The railroad ran through the town from the northwest to the southeast. All of the original streets of Bismarck, with the exception of Main and Center, were named after trees.

In 1877, Bismarck was incorporated as a town by the County Court and the first trustees were William H. Gullivan, Benjamin Schoch, C. C. Grider, George H. Kelly and A. H. Tegmeyer. In the year 1881, this incorporation was abolished. Since that time, Bismarck has been reincorporated. According to folklorist Margot Ford McMillen the name of the town caused some difficult times for residents following America's entry into World War I. With patriotism running high, a town named for a famous German leader was seen as "un-American", and prompted some citizens to advocate changing the name to "Loyal". However the majority of residents soundly rejected the idea.

The population about 1910 was 848. It is now 1,579.

==Geography==
According to the United States Census Bureau, the city has a total area of 1.00 sqmi, all land.

==Demographics==

Historical population
| Census | Pop. | Note | %± |
| 1880 | 285 |  | — |
| 1890 | 837 |  | 193.7% |
| 1900 | 708 |  | −15.4% |
| 1910 | 848 |  | 19.8% |
| 1920 | 949 |  | 11.9% |
| 1930 | 1,185 |  | 24.9% |
| 1940 | 1,302 |  | 9.9% |
| 1950 | 1,244 |  | −4.5% |
| 1960 | 1,237 |  | −0.6% |
| 1970 | 1,387 |  | 12.1% |
| 1980 | 1,625 |  | 17.2% |
| 1990 | 1,579 |  | −2.8% |
| 2000 | 1,470 |  | −6.9% |
| 2010 | 1,546 |  | 5.2% |
| 2020 | 1,239 |  | −19.9% |
U.S. Decennial Census 2013 Estimate

===2010 census===
As of the census of 2010, there were 1,546 people, 634 households, and 410 families residing in the city. The population density was 1546.0 PD/sqmi. There were 723 housing units at an average density of 723.0 /sqmi. The racial makeup of the city was 97.61% White, 0.26% Black or African American, 0.91% Native American, 0.06% Asian, 0.13% from other races, and 1.03% from two or more races. Hispanic or Latino of any race were 0.65% of the population.

There were 634 households, of which 34.9% had children under the age of 18 living with them, 43.8% were married couples living together, 15.1% had a female householder with no husband present, 5.7% had a male householder with no wife present, and 35.3% were non-families. 26.8% of all households were made up of individuals, and 11.7% had someone living alone who was 65 years of age or older. The average household size was 2.44 and the average family size was 2.95.

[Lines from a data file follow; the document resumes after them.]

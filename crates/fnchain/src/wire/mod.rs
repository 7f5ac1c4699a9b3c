//! Duplex call protocol shared by the stream client and server.
//!
//! - **protocol**: frame and header types
//! - **codec**: length-prefixed tagged framing over any byte stream

pub mod codec;
pub mod protocol;

use futures::{SinkExt, StreamExt};
use tokio::io::{AsyncRead, AsyncWrite, AsyncWriteExt, ReadHalf, WriteHalf};
use tokio_util::codec::{FramedRead, FramedWrite};
use tokio_util::io::ReaderStream;

pub use codec::{FrameCodec, MAX_FRAME_LEN};
pub use protocol::{CallHeader, CallId, CallStatus, Frame};

use crate::error::CallError;

/// Largest data chunk read from a local stream before it is sent.
pub const CHUNK_SIZE: usize = 32 * 1024;

/// Any bidirectional byte stream a call can run over (TCP, TLS, in-memory).
pub trait Io: AsyncRead + AsyncWrite + Send + Unpin {}

impl<T: AsyncRead + AsyncWrite + Send + Unpin> Io for T {}

pub type BoxIo = Box<dyn Io>;

pub type FrameReader = FramedRead<ReadHalf<BoxIo>, FrameCodec>;
pub type FrameWriter = FramedWrite<WriteHalf<BoxIo>, FrameCodec>;

/// A framed connection, split so both directions can be driven at once.
pub struct Connection {
    pub reader: FrameReader,
    pub writer: FrameWriter,
}

impl Connection {
    pub fn new(io: BoxIo) -> Self {
        let (read, write) = tokio::io::split(io);
        Self {
            reader: FramedRead::new(read, FrameCodec::new()),
            writer: FramedWrite::new(write, FrameCodec::new()),
        }
    }
}

/// Send `input` as data frames until EOF.
pub(crate) async fn send_data(
    input: &mut (dyn AsyncRead + Send + Unpin),
    writer: &mut FrameWriter,
    endpoint: &str,
) -> Result<(), CallError> {
    let mut chunks = ReaderStream::with_capacity(input, CHUNK_SIZE);
    while let Some(chunk) = chunks.next().await {
        writer
            .send(Frame::Data(chunk?))
            .await
            .map_err(|e| CallError::transport(endpoint, e))?;
    }
    Ok(())
}

/// Write incoming data frames to `output` until the peer's status arrives.
pub(crate) async fn recv_data(
    reader: &mut FrameReader,
    output: &mut (dyn AsyncWrite + Send + Unpin),
    endpoint: &str,
) -> Result<CallStatus, CallError> {
    loop {
        match reader.next().await {
            Some(Ok(Frame::Data(bytes))) => output.write_all(&bytes).await?,
            Some(Ok(Frame::Status(status))) => {
                output.flush().await?;
                return Ok(status);
            }
            Some(Ok(other)) => {
                return Err(CallError::transport(
                    endpoint,
                    format!("unexpected {} frame mid-call", other.kind()),
                ));
            }
            Some(Err(e)) => return Err(CallError::transport(endpoint, e)),
            None => {
                return Err(CallError::transport(
                    endpoint,
                    "connection closed before terminal status",
                ));
            }
        }
    }
}
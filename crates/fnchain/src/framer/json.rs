use async_trait::async_trait;
use tokio::io::{AsyncBufRead, AsyncBufReadExt, AsyncWrite, AsyncWriteExt};

use super::{FrameError, Framer};

const DEFAULT_MAX_DOCUMENT: usize = 16 * 1024 * 1024;

/// One JSON document per message.
///
/// The document is located with a byte scanner (so nothing past its end is
/// consumed), validated with serde_json and written back compactly followed
/// by a newline.
#[derive(Debug, Clone, Copy)]
pub struct JsonFramer {
    max_document: usize,
}

impl Default for JsonFramer {
    fn default() -> Self {
        Self {
            max_document: DEFAULT_MAX_DOCUMENT,
        }
    }
}

impl JsonFramer {
    /// Upper bound on one document's encoded size.
    pub fn with_max_document(mut self, max_document: usize) -> Self {
        self.max_document = max_document;
        self
    }
}

#[async_trait]
impl Framer for JsonFramer {
    async fn copy(
        &self,
        dest: &mut (dyn AsyncWrite + Send + Unpin),
        src: &mut (dyn AsyncBufRead + Send + Unpin),
    ) -> Result<(), FrameError> {
        let raw = read_document(src, self.max_document).await?;
        let value: serde_json::Value =
            serde_json::from_slice(&raw).map_err(|e| FrameError::Malformed(e.to_string()))?;
        let mut encoded =
            serde_json::to_vec(&value).map_err(|e| FrameError::Malformed(e.to_string()))?;
        encoded.push(b'\n');
        dest.write_all(&encoded).await?;
        dest.flush().await?;
        Ok(())
    }
}

async fn read_document(
    src: &mut (dyn AsyncBufRead + Send + Unpin),
    max_document: usize,
) -> Result<Vec<u8>, FrameError> {
    let mut scanner = Scanner::Leading;
    let mut doc = Vec::new();
    loop {
        let buf = src.fill_buf().await?;
        if buf.is_empty() {
            // A bare scalar may legitimately end at end of stream.
            return match scanner {
                Scanner::Scalar => Ok(doc),
                _ => Err(FrameError::Eof),
            };
        }
        let (consumed, done) = scanner.feed(buf, &mut doc)?;
        src.consume(consumed);
        if doc.len() > max_document {
            return Err(FrameError::Malformed(format!(
                "JSON document exceeds {max_document} bytes"
            )));
        }
        if done {
            return Ok(doc);
        }
    }
}

#[derive(Debug, Clone, Copy)]
enum Scanner {
    Leading,
    Nested {
        depth: usize,
        in_string: bool,
        escaped: bool,
    },
    String {
        escaped: bool,
    },
    Scalar,
}

impl Scanner {
    /// Feed bytes; returns how many were consumed and whether the document is complete.
    fn feed(&mut self, buf: &[u8], doc: &mut Vec<u8>) -> Result<(usize, bool), FrameError> {
        for (i, &b) in buf.iter().enumerate() {
            match self {
                Scanner::Leading => {
                    if b.is_ascii_whitespace() {
                        continue;
                    }
                    *self = match b {
                        b'{' | b'[' => Scanner::Nested {
                            depth: 1,
                            in_string: false,
                            escaped: false,
                        },
                        b'"' => Scanner::String { escaped: false },
                        b'-' | b'0'..=b'9' | b't' | b'f' | b'n' => Scanner::Scalar,
                        other => {
                            return Err(FrameError::Malformed(format!(
                                "unexpected byte {:?} at start of document",
                                other as char
                            )));
                        }
                    };
                    doc.push(b);
                }
                Scanner::Nested {
                    depth,
                    in_string,
                    escaped,
                } => {
                    doc.push(b);
                    if *in_string {
                        if *escaped {
                            *escaped = false;
                        } else if b == b'\\' {
                            *escaped = true;
                        } else if b == b'"' {
                            *in_string = false;
                        }
                        continue;
                    }
                    match b {
                        b'"' => *in_string = true,
                        b'{' | b'[' => *depth += 1,
                        b'}' | b']' => {
                            *depth -= 1;
                            if *depth == 0 {
                                return Ok((i + 1, true));
                            }
                        }
                        _ => {}
                    }
                }
                Scanner::String { escaped } => {
                    doc.push(b);
                    if *escaped {
                        *escaped = false;
                    } else if b == b'\\' {
                        *escaped = true;
                    } else if b == b'"' {
                        return Ok((i + 1, true));
                    }
                }
                Scanner::Scalar => {
                    if b.is_ascii_alphanumeric() || matches!(b, b'-' | b'+' | b'.') {
                        doc.push(b);
                    } else {
                        // Terminator stays in the stream for the next message.
                        return Ok((i, true));
                    }
                }
            }
        }
        Ok((buf.len(), false))
    }
}
//! Warm-process execution.
//!
//! One long-lived process serves every call. A supervisor task owns the
//! process and drives a small state machine:
//!
//! ```text
//! Starting ──spawn──▶ Running{generation} ──exit/kill──▶ Dead{generation}
//!     ▲                                                      │
//!     └──────────────────── restart_delay ◀──────────────────┘
//! ```
//!
//! Calls never start or stop the process. They take exclusive ownership of
//! the current generation's stdio, copy their input to stdin and let the
//! [`Framer`] read exactly one message from stdout. Every generation gets a
//! fresh buffered stdout reader that lives as long as the process, so bytes
//! read ahead of a frame boundary stay available to the next call.
//!
//! Deaths are tracked per generation. A death that no call observed is
//! reported, once, to the next call as [`CallError::ProcessDied`]; kills issued
//! by the runnable itself (cancellation, a desynchronized stream) are not.

use std::process::Stdio;
use std::sync::atomic::{AtomicU64, Ordering};
use std::sync::{Arc, Mutex as StdMutex};
use std::time::Duration;

use async_trait::async_trait;
use tokio::io::{AsyncRead, AsyncWrite, AsyncWriteExt, BufReader};
use tokio::process::{Child, ChildStdin, ChildStdout, Command};
use tokio::sync::{Mutex, mpsc, watch};
use tokio::task::JoinHandle;
use tokio_util::sync::CancellationToken;

use super::Runnable;
use crate::context::CallContext;
use crate::error::CallError;
use crate::framer::{FrameError, Framer, LineFramer};
use crate::options::CallOptions;

/// Lifecycle of the supervised process slot.
#[derive(Debug, Clone, Copy, PartialEq, Eq)]
pub enum ProcessState {
    Starting,
    Running { generation: u64, pid: Option<u32> },
    Dead { generation: u64 },
}

#[derive(Debug, Clone)]
pub struct AfterburnConfig {
    pub program: String,
    pub args: Vec<String>,
    pub framer: Arc<dyn Framer>,
    /// Pause between a death and the next spawn.
    pub restart_delay: Duration,
    /// How long a call waits for a process that is (re)starting.
    pub ready_timeout: Duration,
    /// Proceed against the restarted process instead of failing a call that
    /// arrives after an unobserved death.
    pub retry_after_death: bool,
}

The median age in the city was 37.2 years. 24.5% of residents were under the age of 18; 8.4% were between the ages of 18 and 24; 26.9% were from 25 to 44; 26.4% were from 45 to 64; and 14% were 65 years of age or older. The gender makeup of the city was 47.3% male and 52.7% female.

===2000 census===
As of the census of 2000, there were 1,470 people, 586 households, and 420 families residing in the city. The population density was 1,477.1 PD/sqmi. There were 660 housing units at an average density of 663.2 /sqmi. The racial makeup of the city was 98.84% White, 0.20% African American, 0.20% Native American, 0.07% Asian, and 0.68% from two or more races. Hispanic or Latino of any race were 0.20% of the population.

There were 586 households, out of which 33.8% had children under the age of 18 living with them, 52.9% were married couples living together, 13.1% had a female householder with no husband present, and 28.3% were non-families. 24.1% of all households were made up of individuals, and 13.0% had someone living alone who was 65 years of age or older. The average household size was 2.43 and the average family size was 2.85.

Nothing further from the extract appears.